I’m looking at the specific judicial races on my ballot. This does not cover all judicial races in Minnesota, so if you live somewhere else, you’ll have to do your own research. You can visit the Secretary of State site to see what races are on your ballot.
Minnesota Supreme Court
There is only one supreme court justice position that’s being challenged, the second associate justice seat. Governor Mark Dayton appointee Margaret Chutich is facing perennial candidate Michelle MacDonald.
All you have to do is Google “Michelle MacDonald” to see what a train wreck she would be. Earlier this year her law license was suspended for 60 days and she was put on a two-year probation. Then there was the time she was arrested for drunk driving (was later acquitted), the GOP endorsed her, then back-pedaled when the story came out.
Chutich, on the other hand, doesn’t have any crazy stories when you Google her name. Winner! She has the credentials of someone you’d expect to serve on the highest state court. It also helps that Chutich won 95% of the vote in a Minnesota Bar Association statewide poll of 1,647 attorneys.
It’s also a little gross that one of the reasons MacDonald decided to challenge Chutich is because she’s gay:
“It factored in, but it wasn’t the only reason,” MacDonald said. “ … When that came to me, that piece, I’m just like, ‘Yep, that’s the one.’ ”
“Spiritually, the reason why you connect with somebody is to procreate, basically,” MacDonald said. “And I’m pro-life. You can certainly publish that. I’m not afraid to be pro-life.”
One other “fun” tidbit: MacDonald happens to be from West St. Paul. Seriously, her law offices are on Robert Street. Add her to the list of less than stellar West St. Paul candidates, along with the bully and the Confederate flag guy.
If you need to know more about this race, you can watch the League of Women Voters candidate forum.
So vote for Margaret Chutich (duh).
Court of Appeals
There’s only one contested court of appeals seat, where incumbent Lucinda Jesson faces Anthony Brown.
Jesson was appointed to the court of appeals in 2016 by Governor Mark Dayton. She seems like an experienced and thorough judge.

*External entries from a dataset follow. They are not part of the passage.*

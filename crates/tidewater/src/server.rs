//! # Server Host
//!
//! Owns the economy and the ambient scheduler for the lifetime of the
//! process.
//!
//! ```text
//! start()  ── open ledger (WAL replay) ── load catalogue ── build scheduler
//! run()    ── scheduler loop ──┐
//!                              ├── announcements ──> log
//!                              ├── completed event sweep
//! shutdown ────────────────────┘── checkpoint ledger
//! ```

use std::sync::Arc;
use std::time::Duration;

use crossbeam_channel::Receiver;
use tidewater_economy::{Boundaries, ChannelTelemetry, Counter, Economy, StaticCatalogue};
use tidewater_scheduler::{Scheduler, SchedulerEvent};
use tokio::sync::watch;
use tracing::{debug, info};

use crate::config::TidewaterConfig;
use crate::error::{ServerError, ServerResult};

/// Capacity of the telemetry and announcement channels.
const CHANNEL_CAPACITY: usize = 1024;

/// A started server.
pub struct Server {
    economy: Economy,
    scheduler: Arc<Scheduler>,
    tick_interval: Duration,
    telemetry: Receiver<Counter>,
    announcements: Receiver<SchedulerEvent>,
}

impl std::fmt::Debug for Server {
    fn fmt(&self, f: &mut std::fmt::Formatter<'_>) -> std::fmt::Result {
        f.debug_struct("Server")
            .field("economy", &self.economy)
            .field("scheduler", &self.scheduler)
            .finish_non_exhaustive()
    }
}

impl Server {
    /// Opens the ledger, loads content and builds the scheduler.
    ///
    /// # Errors
    ///
    /// Returns `ServerError::Config` if the catalogue cannot be loaded,
    /// `ServerError::Ledger` if the WAL cannot be opened and
    /// `ServerError::Scheduler` for duplicate ambient event keys.
    pub fn start(config: &TidewaterConfig) -> ServerResult<Self> {
        let catalogue = match &config.catalogue {
            Some(path) => StaticCatalogue::load(path).map_err(|e| ServerError::Config(e.to_string()))?,
            None => StaticCatalogue::new(),
        };
        info!(events = catalogue.event_count(), "catalogue loaded");

        let (sink, telemetry) = ChannelTelemetry::bounded(CHANNEL_CAPACITY);
        let boundaries = Boundaries::new(Arc::new(catalogue)).with_telemetry(Arc::new(sink));
        let economy = Economy::open(&config.economy, boundaries)?;

        let scheduler = Arc::new(Scheduler::new(&config.scheduler)?);
        let announcements = scheduler.subscribe(CHANNEL_CAPACITY);

        Ok(Self {
            economy,
            scheduler,
            tick_interval: config.scheduler.tick_interval(),
            telemetry,
            announcements,
        })
    }

    /// The economy handle, for transports that accept player input.
    #[must_use]
    pub fn economy(&self) -> &Economy {
        &self.economy
    }

    /// The ambient scheduler.
    #[must_use]
    pub fn scheduler(&self) -> &Arc<Scheduler> {
        &self.scheduler
    }

    /// Runs until `shutdown` flips to true, then checkpoints the ledger.
    ///
    /// # Errors
    ///
    /// Returns `ServerError::Ledger` if the final checkpoint fails.
    pub async fn run(self, shutdown: watch::Receiver<bool>) -> ServerResult<()> {
        let scheduler = Arc::clone(&self.scheduler);
        let interval = self.tick_interval;
        let ticks = tokio::spawn(async move { scheduler.run(interval, shutdown).await });

        let mut drain = tokio::time::interval(Duration::from_secs(1));
        while !ticks.is_finished() {
            drain.tick().await;
            self.drain_channels();
            let purged = self.economy.events().purge_completed();
            if purged > 0 {
                debug!(purged, "completed event instances purged");
            }
        }
        self.drain_channels();

        self.economy.shutdown()?;
        info!("server stopped");
        Ok(())
    }

    /// Forwards pending announcements and counters to the log.
    pub fn drain_channels(&self) {
        for notice in self.announcements.try_iter() {
            match notice {
                SchedulerEvent::Started { event, announcement } => {
                    info!(key = %event.key, ends = %event.ends, message = announcement.as_deref().unwrap_or(""), "ambient event announced");
                }
                SchedulerEvent::Expired { event, announcement } => {
                    info!(key = %event.key, message = announcement.as_deref().unwrap_or(""), "ambient event ended");
                }
            }
        }
        for counter in self.telemetry.try_iter() {
            debug!(entity = %counter.entity, key = %counter.key, delta = counter.delta, "counter");
        }
    }
}
/// Bytes of framing around every payload (lsn + type + len + crc).
const RECORD_OVERHEAD: usize = 8 + 1 + 4 + 4;

/// WAL record types.
#[derive(Clone, Copy, Debug, PartialEq, Eq)]
#[repr(u8)]
pub enum RecordType {
    /// Begin a transaction.
    Begin = 1,
    /// A post-image within a transaction.
    Operation = 2,
    /// Commit the transaction.
    Commit = 3,
}

impl RecordType {
    /// Converts from u8.
    fn from_u8(value: u8) -> Option<Self> {
        match value {
            1 => Some(Self::Begin),
            2 => Some(Self::Operation),
            3 => Some(Self::Commit),
            _ => None,
        }
    }
}

/// Post-image operations that can be logged.
#[derive(Clone, Debug, PartialEq, Eq)]
pub enum WalOp {
    /// The balance of an entity after the transaction.
    SetBalance {
        /// Entity ID.
        entity: EntityId,
        /// Absolute balance.
        balance: u64,
    },
    /// The quantity of an item stack after the transaction. Zero removes it.
    SetItem {
        /// Entity ID.
        entity: EntityId,
        /// Item key.
        item: ItemKey,
        /// Absolute quantity.
        quantity: u64,
    },
    /// An audit row.
    AppendLog(LogEntry),
}

impl WalOp {
    /// Serializes the operation to bytes.
    fn serialize(&self, buf: &mut Vec<u8>) {
        match self {
            Self::SetBalance { entity, balance } => {
                buf.push(1); // Type tag
                buf.extend_from_slice(&entity.0.to_le_bytes());
                buf.extend_from_slice(&balance.to_le_bytes());
            }
            Self::SetItem { entity, item, quantity } => {
                buf.push(2);
                buf.extend_from_slice(&entity.0.to_le_bytes());
                put_str(buf, item.as_str());
                buf.extend_from_slice(&quantity.to_le_bytes());
            }
            Self::AppendLog(entry) => {
                buf.push(3);
                buf.extend_from_slice(&entry.entity.0.to_le_bytes());
                buf.extend_from_slice(&entry.amount.to_le_bytes());
                buf.extend_from_slice(&entry.timestamp.timestamp_millis().to_le_bytes());
                put_str(buf, &entry.reason);
                put_str(buf, &entry.category);
            }
        }
    }

    /// Deserializes an operation from bytes.
    fn deserialize(data: &[u8]) -> Option<Self> {
        let mut cursor = Cursor { data, pos: 0 };
        let op = match cursor.u8()? {
            1 => Self::SetBalance {
                entity: EntityId(cursor.u64()?),
                balance: cursor.u64()?,
            },
            2 => Self::SetItem {
                entity: EntityId(cursor.u64()?),
                item: ItemKey::new(cursor.string()?),
                quantity: cursor.u64()?,
            },
            3 => {
                let entity = EntityId(cursor.u64()?);
                let amount = cursor.i64()?;
                let timestamp = DateTime::from_timestamp_millis(cursor.i64()?)?;
                let reason = cursor.string()?;
                let category = cursor.string()?;
                Self::AppendLog(LogEntry { entity, amount, reason, category, timestamp })
            }
            _ => return None,
        };
        // Trailing garbage means the payload is not what we wrote.
        (cursor.pos == data.len()).then_some(op)
    }
}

Brown is a lawyer and seems to have argued in front of a lot of courts and wants to be a judge to fix the system. He makes an interesting case about the court being rigged against the poor. I’m inclined to hear him out on this one, but I think if you’re going to run on that kind of a platform you should make a more thorough case (maybe I shouldn’t base that on his website, but I do).

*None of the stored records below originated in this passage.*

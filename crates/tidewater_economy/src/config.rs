//! # Economy Configuration
//!
//! Loaded once at startup from TOML. Every field has a default, so an empty
//! file is a valid configuration for an in-memory ledger.
//!
//! ```toml
//! [store]
//! path = "data/ledger.wal"
//! checkpoint_every = 10000
//!
//! [coordinator]
//! default_timeout_ms = 10000
//!
//! [cache]
//! write_timeout_ms = 5000
//!
//! [events]
//! completed_retention_secs = 300
//! rng_seed = 42
//! ```

use std::path::{Path, PathBuf};
use std::time::Duration;

use serde::{Deserialize, Serialize};

use crate::error::{ConfigError, ConfigResult};

/// Ledger store settings.
#[derive(Clone, Debug, PartialEq, Eq, Serialize, Deserialize)]
#[serde(default)]
pub struct StoreConfig {
    /// WAL file. `None` keeps the ledger in memory only.
    pub path: Option<PathBuf>,
    /// Fsync every commit. Only tests should turn this off.
    pub sync_on_commit: bool,
    /// Compact the WAL after this many commits (0 = never automatically).
    pub checkpoint_every: u64,
}

impl Default for StoreConfig {
    fn default() -> Self {
        Self {
            path: None,
            sync_on_commit: true,
            checkpoint_every: 10_000,
        }
    }
}

/// Transaction coordinator settings.
#[derive(Clone, Debug, PartialEq, Eq, Serialize, Deserialize)]
#[serde(default)]
pub struct CoordinatorConfig {
    /// Deadline of `run_default` transactions, in milliseconds.
    pub default_timeout_ms: u64,
}

impl CoordinatorConfig {
    /// Returns the default transaction deadline.
    #[must_use]
    pub fn default_timeout(&self) -> Duration {
        Duration::from_millis(self.default_timeout_ms)
    }
}

impl Default for CoordinatorConfig {
    fn default() -> Self {
        Self { default_timeout_ms: 10_000 }
    }
}

/// Entity cache settings.
#[derive(Clone, Debug, PartialEq, Eq, Serialize, Deserialize)]
#[serde(default)]
pub struct CacheConfig {
    /// Deadline of a single write-through, in milliseconds.
    pub write_timeout_ms: u64,
    /// Category recorded on log rows written by `apply_delta`.
    pub log_category: String,
}

impl CacheConfig {
    /// Returns the write-through deadline.
    #[must_use]
    pub fn write_timeout(&self) -> Duration {
        Duration::from_millis(self.write_timeout_ms)
    }
}

impl Default for CacheConfig {
    fn default() -> Self {
        Self {
            write_timeout_ms: 5_000,
            log_category: "direct".to_string(),
        }
    }
}

/// Interactive event engine settings.
#[derive(Clone, Debug, PartialEq, Eq, Serialize, Deserialize)]
#[serde(default)]
pub struct EngineConfig {
    /// How long completed instances stay addressable, in seconds.
    pub completed_retention_secs: u64,
    /// Deadline of the resolving transaction, in milliseconds.
    pub resolution_timeout_ms: u64,
    /// Seed for outcome sampling. `None` seeds from entropy.
    pub rng_seed: Option<u64>,
}

impl EngineConfig {
    /// Returns the retention period of completed instances.
    #[must_use]
    pub fn completed_retention(&self) -> Duration {
        Duration::from_secs(self.completed_retention_secs)
    }

    /// Returns the deadline of the resolving transaction.
    #[must_use]
    pub fn resolution_timeout(&self) -> Duration {
        Duration::from_millis(self.resolution_timeout_ms)
    }
}

impl Default for EngineConfig {
    fn default() -> Self {
        Self {
            completed_retention_secs: 300,
            resolution_timeout_ms: 10_000,
            rng_seed: None,
        }
    }
}

/// Complete economy configuration.
#[derive(Clone, Debug, Default, PartialEq, Eq, Serialize, Deserialize)]
#[serde(default)]
pub struct EconomyConfig {
    /// `[store]` section.
    pub store: StoreConfig,
    /// `[coordinator]` section.
    pub coordinator: CoordinatorConfig,
    /// `[cache]` section.
    pub cache: CacheConfig,
    /// `[events]` section.
    pub events: EngineConfig,
}

impl EconomyConfig {
    /// Parses a configuration from TOML text.
    ///
    /// # Errors
    ///
    /// Returns `ConfigError::Parse` for malformed TOML and
    /// `ConfigError::Invalid` for out-of-range values.
    pub fn from_toml_str(text: &str) -> ConfigResult<Self> {
        let config: Self = toml::from_str(text)?;
        config.validate()?;
        Ok(config)
    }

    /// Loads a configuration file.
    ///
    /// # Errors
    ///
    /// Returns `ConfigError::Io` if the file cannot be read, otherwise as
    /// [`EconomyConfig::from_toml_str`].
    pub fn load(path: impl AsRef<Path>) -> ConfigResult<Self> {
        let path = path.as_ref();
        let text = std::fs::read_to_string(path).map_err(|source| ConfigError::Io {
            path: path.display().to_string(),
            source,
        })?;
        Self::from_toml_str(&text)
    }

    /// Checks value ranges.
    ///
    /// # Errors
    ///
    /// Returns `ConfigError::Invalid` naming the first bad field.
    pub fn validate(&self) -> ConfigResult<()> {
        if self.coordinator.default_timeout_ms == 0 {
            return Err(ConfigError::Invalid("coordinator.default_timeout_ms must be > 0".into()));
        }
        if self.cache.write_timeout_ms == 0 {
            return Err(ConfigError::Invalid("cache.write_timeout_ms must be > 0".into()));
        }
        if self.events.resolution_timeout_ms == 0 {
            return Err(ConfigError::Invalid("events.resolution_timeout_ms must be > 0".into()));
        }
        Ok(())
    }
}

#[cfg(test)]
mod tests {
    use super::*;

    #[test]
    fn test_empty_config_uses_defaults() {
        let config = EconomyConfig::from_toml_str("").unwrap();
        assert_eq!(config, EconomyConfig::default());
        assert_eq!(config.coordinator.default_timeout(), Duration::from_secs(10));
        assert!(config.store.path.is_none());
    }

    #[test]
    fn test_partial_sections() {
        let config = EconomyConfig::from_toml_str(
            r#"
            [store]
            path = "ledger.wal"

            [events]
            rng_seed = 7
            "#,
        )
        .unwrap();
        assert_eq!(config.store.path.as_deref(), Some(Path::new("ledger.wal")));
        assert!(config.store.sync_on_commit);
        assert_eq!(config.events.rng_seed, Some(7));
        assert_eq!(config.events.completed_retention_secs, 300);
    }

    #[test]
    fn test_zero_timeout_rejected() {
        let err = EconomyConfig::from_toml_str("[coordinator]\ndefault_timeout_ms = 0").unwrap_err();
        assert!(matches!(err, ConfigError::Invalid(_)));
    }
}
//! # Economy Error Types
//!
//! All errors that can occur in the ledger, the cache, the coordinator and
//! the interactive event engine.
//!
//! The layering mirrors the call stack:
//!
//! ```text
//! StoreError ──(classified by the coordinator)──> TransactionError
//!      │                                                │
//!      └──> CacheError                                  └──> ResolutionOutcome
//! ```

use std::time::Duration;

use thiserror::Error;

use crate::ledger::{EntityId, ItemKey};

/// Errors raised by the ledger store and its transactions.
#[derive(Error, Debug, Clone, PartialEq, Eq)]
pub enum StoreError {
    /// Balance would go negative.
    #[error("insufficient funds for entity {entity}: have {available}, delta {delta}")]
    InsufficientFunds {
        /// Entity whose balance was adjusted.
        entity: EntityId,
        /// Balance visible to the transaction.
        available: u64,
        /// Requested adjustment.
        delta: i64,
    },

    /// Item stack would go negative.
    #[error("insufficient items for entity {entity}: need {required} of {item}, have {available}")]
    InsufficientItems {
        /// Entity owning the stack.
        entity: EntityId,
        /// Item key of the stack.
        item: ItemKey,
        /// Quantity the statement tried to remove.
        required: u64,
        /// Quantity visible to the transaction.
        available: u64,
    },

    /// A value would exceed the representable range.
    #[error("arithmetic overflow adjusting entity {0}")]
    Overflow(EntityId),

    /// A transaction body refused to continue for a domain reason.
    #[error("rejected: {0}")]
    Rejected(String),

    /// Statement issued on a transaction that is no longer active.
    #[error("transaction aborted: {0}")]
    Aborted(String),

    /// Write-ahead log I/O failed.
    #[error("wal i/o failed: {0}")]
    Io(String),

    /// Write-ahead log content is not a valid log.
    #[error("wal corrupt: {0}")]
    Corrupt(String),
}

impl StoreError {
    /// Wraps an I/O error with the operation that produced it.
    pub(crate) fn io(context: &str, err: &std::io::Error) -> Self {
        Self::Io(format!("{context}: {err}"))
    }
}

/// Result type for store operations.
pub type StoreResult<T> = Result<T, StoreError>;

/// A business rule refused the transaction. Nothing was changed.
#[derive(Error, Debug, Clone, PartialEq, Eq)]
pub enum RuleViolation {
    /// Balance would go negative.
    #[error("insufficient funds: have {available}, delta {delta}")]
    InsufficientFunds {
        /// Entity whose balance was adjusted.
        entity: EntityId,
        /// Balance at the time of the check.
        available: u64,
        /// Requested adjustment.
        delta: i64,
    },

    /// Item stack would go negative.
    #[error("insufficient items: need {required} of {item}, have {available}")]
    InsufficientItems {
        /// Entity owning the stack.
        entity: EntityId,
        /// Item key of the stack.
        item: ItemKey,
        /// Quantity requested.
        required: u64,
        /// Quantity at the time of the check.
        available: u64,
    },

    /// A value would overflow.
    #[error("arithmetic overflow for entity {0}")]
    Overflow(EntityId),

    /// Domain-specific refusal raised by the transaction body.
    #[error("{0}")]
    Rejected(String),
}

/// Outcome taxonomy of a coordinated transaction that did not commit.
#[derive(Error, Debug, Clone, PartialEq, Eq)]
pub enum TransactionError {
    /// A business rule failed; the transaction was rolled back.
    #[error("business rule violation: {0}")]
    BusinessRuleViolation(RuleViolation),

    /// The deadline elapsed; the transaction was rolled back. Retryable.
    #[error("system busy: transaction exceeded {timeout:?}")]
    SystemBusy {
        /// Deadline that was exceeded.
        timeout: Duration,
    },

    /// The store failed to persist the transaction.
    #[error("storage failure: {0}")]
    Storage(StoreError),
}

impl TransactionError {
    /// Returns true if the caller may retry the same request.
    #[inline]
    #[must_use]
    pub const fn is_retryable(&self) -> bool {
        matches!(self, Self::SystemBusy { .. })
    }
}

impl From<StoreError> for TransactionError {
    fn from(err: StoreError) -> Self {
        match err {
            StoreError::InsufficientFunds { entity, available, delta } => {
                Self::BusinessRuleViolation(RuleViolation::InsufficientFunds { entity, available, delta })
            }
            StoreError::InsufficientItems { entity, item, required, available } => {
                Self::BusinessRuleViolation(RuleViolation::InsufficientItems {
                    entity,
                    item,
                    required,
                    available,
                })
            }
            StoreError::Overflow(entity) => Self::BusinessRuleViolation(RuleViolation::Overflow(entity)),
            StoreError::Rejected(reason) => Self::BusinessRuleViolation(RuleViolation::Rejected(reason)),
            other @ (StoreError::Aborted(_) | StoreError::Io(_) | StoreError::Corrupt(_)) => Self::Storage(other),
        }
    }
}

/// Result type for coordinated transactions.
pub type TransactionResult<T> = Result<T, TransactionError>;

/// Errors raised by the entity cache.
#[derive(Error, Debug, Clone, PartialEq, Eq)]
pub enum CacheError {
    /// The write-through to the store failed; the entry was dropped.
    #[error("cache write-through failed: {0}")]
    Store(#[from] StoreError),

    /// The write-through did not finish before the cache deadline.
    #[error("cache write-through exceeded {0:?}")]
    Busy(Duration),
}

/// Result type for cache operations.
pub type CacheResult<T> = Result<T, CacheError>;

/// Errors raised by the interactive event engine.
#[derive(Error, Debug, Clone, PartialEq, Eq)]
pub enum EventError {
    /// No instance with this id (never opened, or already purged).
    #[error("unknown event instance {0}")]
    UnknownEvent(u64),

    /// The catalogue has no definition under this key.
    #[error("unknown event definition: {0}")]
    UnknownDefinition(String),

    /// The catalogue has no metadata for a staked item.
    #[error("unknown item: {0}")]
    UnknownItem(ItemKey),

    /// The acting entity does not hold the items it would stake.
    #[error("entity {entity} stakes {required} of {item} but holds {available}")]
    InsufficientStake {
        /// Acting entity.
        entity: EntityId,
        /// Staked item.
        item: ItemKey,
        /// Total quantity staked.
        required: u64,
        /// Committed quantity held.
        available: u64,
    },

    /// The definition failed validation.
    #[error("invalid event definition {key}: {reason}")]
    InvalidDefinition {
        /// Definition key.
        key: String,
        /// What is wrong with it.
        reason: String,
    },

    /// Another callback already decided this instance.
    #[error("event {0} already decided")]
    AlreadyDecided(u64),

    /// The instance is completed and immutable.
    #[error("event {0} already completed")]
    Completed(u64),

    /// The selection came from an entity other than the acting entity.
    #[error("entity {entity} is not the acting entity of event {event}")]
    NotActingEntity {
        /// Event instance id.
        event: u64,
        /// Entity that attempted the selection.
        entity: EntityId,
    },

    /// The selection names a choice the definition does not have.
    #[error("event {event} has no choice {choice}")]
    UnknownChoice {
        /// Event instance id.
        event: u64,
        /// The unknown choice id.
        choice: String,
    },

    /// The resolution task stopped before producing a result.
    #[error("resolution of event {0} was aborted")]
    ResolutionAborted(u64),
}

/// Result type for event engine operations.
pub type EventResult<T> = Result<T, EventError>;

/// A post-commit side effect could not be applied.
#[derive(Error, Debug, Clone, PartialEq, Eq)]
#[error("side effect failed: {0}")]
pub struct SideEffectError(pub String);

/// Errors raised while loading configuration or catalogue files.
#[derive(Error, Debug)]
pub enum ConfigError {
    /// The file could not be read.
    #[error("failed to read {path}: {source}")]
    Io {
        /// Path that was read.
        path: String,
        /// Underlying error.
        source: std::io::Error,
    },

    /// The file is not valid TOML for the expected schema.
    #[error("failed to parse config: {0}")]
    Parse(#[from] toml::de::Error),

    /// A value is out of its allowed range.
    #[error("invalid configuration: {0}")]
    Invalid(String),
}

/// Result type for configuration loading.
pub type ConfigResult<T> = Result<T, ConfigError>;

#[cfg(test)]
mod tests {
    use super::*;

    #[test]
    fn test_store_errors_classify_into_taxonomy() {
        let err: TransactionError = StoreError::InsufficientFunds {
            entity: EntityId(1),
            available: 10,
            delta: -20,
        }
        .into();
        assert!(matches!(
            err,
            TransactionError::BusinessRuleViolation(RuleViolation::InsufficientFunds { available: 10, .. })
        ));

        let err: TransactionError = StoreError::Io("disk full".into()).into();
        assert!(matches!(err, TransactionError::Storage(StoreError::Io(_))));
        assert!(!err.is_retryable());
    }

    #[test]
    fn test_only_busy_is_retryable() {
        let busy = TransactionError::SystemBusy { timeout: Duration::from_secs(10) };
        assert!(busy.is_retryable());
        let rule = TransactionError::BusinessRuleViolation(RuleViolation::Rejected("closed".into()));
        assert!(!rule.is_retryable());
    }
}
//! # Server Configuration
//!
//! One TOML file for the whole process. The economy sections sit at the top
//! level; the scheduler lives under `[scheduler]`.
//!
//! ```toml
//! catalogue = "data/catalogue.toml"
//!
//! [store]
//! path = "data/ledger.wal"
//!
//! [scheduler]
//! tick_interval_secs = 60
//!
//! [[scheduler.event]]
//! key = "golden_hour"
//! chance = 0.25
//! ```

use std::path::{Path, PathBuf};

use serde::Deserialize;
use tidewater_economy::EconomyConfig;
use tidewater_scheduler::SchedulerConfig;

use crate::error::{ServerError, ServerResult};

/// Complete process configuration.
#[derive(Clone, Debug, Default, Deserialize)]
#[serde(default)]
pub struct TidewaterConfig {
    /// `[store]`, `[coordinator]`, `[cache]`, `[events]`.
    #[serde(flatten)]
    pub economy: EconomyConfig,
    /// `[scheduler]` with its `[[scheduler.event]]` definitions.
    pub scheduler: SchedulerConfig,
    /// Catalogue file. `None` starts with an empty catalogue.
    pub catalogue: Option<PathBuf>,
}

impl TidewaterConfig {
    /// Parses and validates a configuration.
    ///
    /// # Errors
    ///
    /// Returns `ServerError::Config` for malformed TOML or invalid values.
    pub fn from_toml_str(text: &str) -> ServerResult<Self> {
        let config: Self = toml::from_str(text).map_err(|e| ServerError::Config(e.to_string()))?;
        config
            .economy
            .validate()
            .map_err(|e| ServerError::Config(e.to_string()))?;
        Ok(config)
    }

    /// Loads a configuration file.
    ///
    /// # Errors
    ///
    /// Returns `ServerError::Config` if the file cannot be read or parsed.
    pub fn load(path: impl AsRef<Path>) -> ServerResult<Self> {
        let path = path.as_ref();
        let text = std::fs::read_to_string(path)
            .map_err(|e| ServerError::Config(format!("failed to read {}: {e}", path.display())))?;
        Self::from_toml_str(&text)
    }
}

#[cfg(test)]
mod tests {
    use super::*;

    #[test]
    fn test_sections_route_to_their_crates() {
        let config = TidewaterConfig::from_toml_str(
            r#"
            catalogue = "data/catalogue.toml"

            [store]
            checkpoint_every = 500

            [events]
            rng_seed = 9

            [scheduler]
            tick_interval_secs = 30

            [[scheduler.event]]
            key = "fog"
            chance = 0.1
            "#,
        )
        .unwrap();

        assert_eq!(config.catalogue, Some(PathBuf::from("data/catalogue.toml")));
        assert_eq!(config.economy.store.checkpoint_every, 500);
        assert_eq!(config.economy.events.rng_seed, Some(9));
        assert_eq!(config.scheduler.tick_interval_secs, 30);
        assert_eq!(config.scheduler.events[0].key, "fog");
    }

    #[test]
    fn test_empty_file_is_a_valid_in_memory_setup() {
        let config = TidewaterConfig::from_toml_str("").unwrap();
        assert!(config.economy.store.path.is_none());
        assert!(config.scheduler.events.is_empty());
    }

    #[test]
    fn test_invalid_economy_values_are_rejected() {
        let err = TidewaterConfig::from_toml_str("[coordinator]\ndefault_timeout_ms = 0\n").unwrap_err();
        assert!(matches!(err, ServerError::Config(_)));
    }
}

I do appreciate Brown’s rationale for running:
“Part of my goal in this is to force judges to get out there and talk to the community. Encourage lawyers to run so that the public can get the opportunity to get more educated.”

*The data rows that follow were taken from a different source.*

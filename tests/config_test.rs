use clap::{Args, CommandFactory, FromArgMatches, Parser};
use keyfit::config::{Config, OutputFormat, SortKey};
use std::io::Write;
use tempfile::NamedTempFile;

#[derive(Parser, Debug)]
struct TestCli {
    #[command(flatten)]
    config: Config,
}

fn parse(args: &[&str]) -> (Config, clap::ArgMatches) {
    let matches = TestCli::command().get_matches_from(args);
    let cli = TestCli::from_arg_matches(&matches).unwrap();
    (cli.config, matches)
}

#[test]
fn test_cli_defaults_match_default_impl() {
    let (config, _) = parse(&["keyfit"]);
    assert_eq!(config, Config::default());
    assert_eq!(config.report.precision, 2);
    assert_eq!(config.report.format, OutputFormat::Table);
}

#[test]
fn test_partial_json_fills_defaults() {
    let mut file = NamedTempFile::new().unwrap();
    writeln!(file, r#"{{"report": {{"format": "json"}}}}"#).unwrap();

    let config = Config::load_from_file(file.path()).unwrap();
    assert_eq!(config.report.format, OutputFormat::Json);
    assert_eq!(config.report.precision, 2);
    assert!(!config.analysis.case_sensitive);
}

#[test]
fn test_cli_overrides_only_explicit_values() {
    let mut file = NamedTempFile::new().unwrap();
    writeln!(
        file,
        r#"{{"analysis": {{"case_sensitive": true}}, "report": {{"precision": 4, "sort_by": "hand"}}}}"#
    )
    .unwrap();
    let mut config = Config::load_from_file(file.path()).unwrap();

    let (cli, matches) = parse(&["keyfit", "--precision", "1", "--format", "json"]);
    config.merge_from_cli(&cli, &matches);

    // From CLI
    assert_eq!(config.report.precision, 1);
    assert_eq!(config.report.format, OutputFormat::Json);
    // Kept from file, untouched by clap defaults
    assert!(config.analysis.case_sensitive);
    assert_eq!(config.report.sort_by, Some(SortKey::Hand));
}

#[test]
fn test_missing_config_file() {
    let err = Config::load_from_file("/no/such/keyfit.json").unwrap_err();
    assert!(err.to_string().contains("Configuration Error"));
}

#[test]
fn test_config_is_flattenable() {
    // Config must stay usable as a flattened clap group.
    let cmd = Config::augment_args(clap::Command::new("probe"));
    assert!(cmd.get_arguments().any(|a| a.get_id() == "layouts_dir"));
}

That’s not always a popular move, but I think it’s good for our democracy. His challenge did prompt Jesson to post all her court decisions online.
If you want to know more about this race, you can watch the League of Women Voters candidate forum.
I’ll be voting for Jesson.
1st District Court
The only contested district court position on the ballot is between GOP-endorsed Martin Judge and incumbent Arlene Perkkio.
Perkkio was appointed to the court in 2011 by Governor Dayton and was reelected in 2012 when she ran unopposed.
Judge is an attorney and mediator from Hastings who specializes in personal injury. I’m not sure it’s very helpful in this political climate, but the chairman of the Republican group that endorsed Judge compared him to Supreme Court Justice Brett Kavanaugh:
“We are in favor of judges, like Kavanaugh, who will uphold the laws as written and the Constitution as written.”
The Dakota County Bar Association polled their members, and while less than half responded, Perkkio won 55-7. Perkkio is also known for instituting a “one family, one judge” rule for family cases that allows them to stick with a single judge and seems like a good way to bring consistency to the process.
As much fun as it would be to have a “Judge Judge,” I think Perkkio is vastly more experienced.
I’ll be voting for Perkkio.
Vote November 6
Those are my takes. Be sure to do your own research and vote on November 6 (or earlier).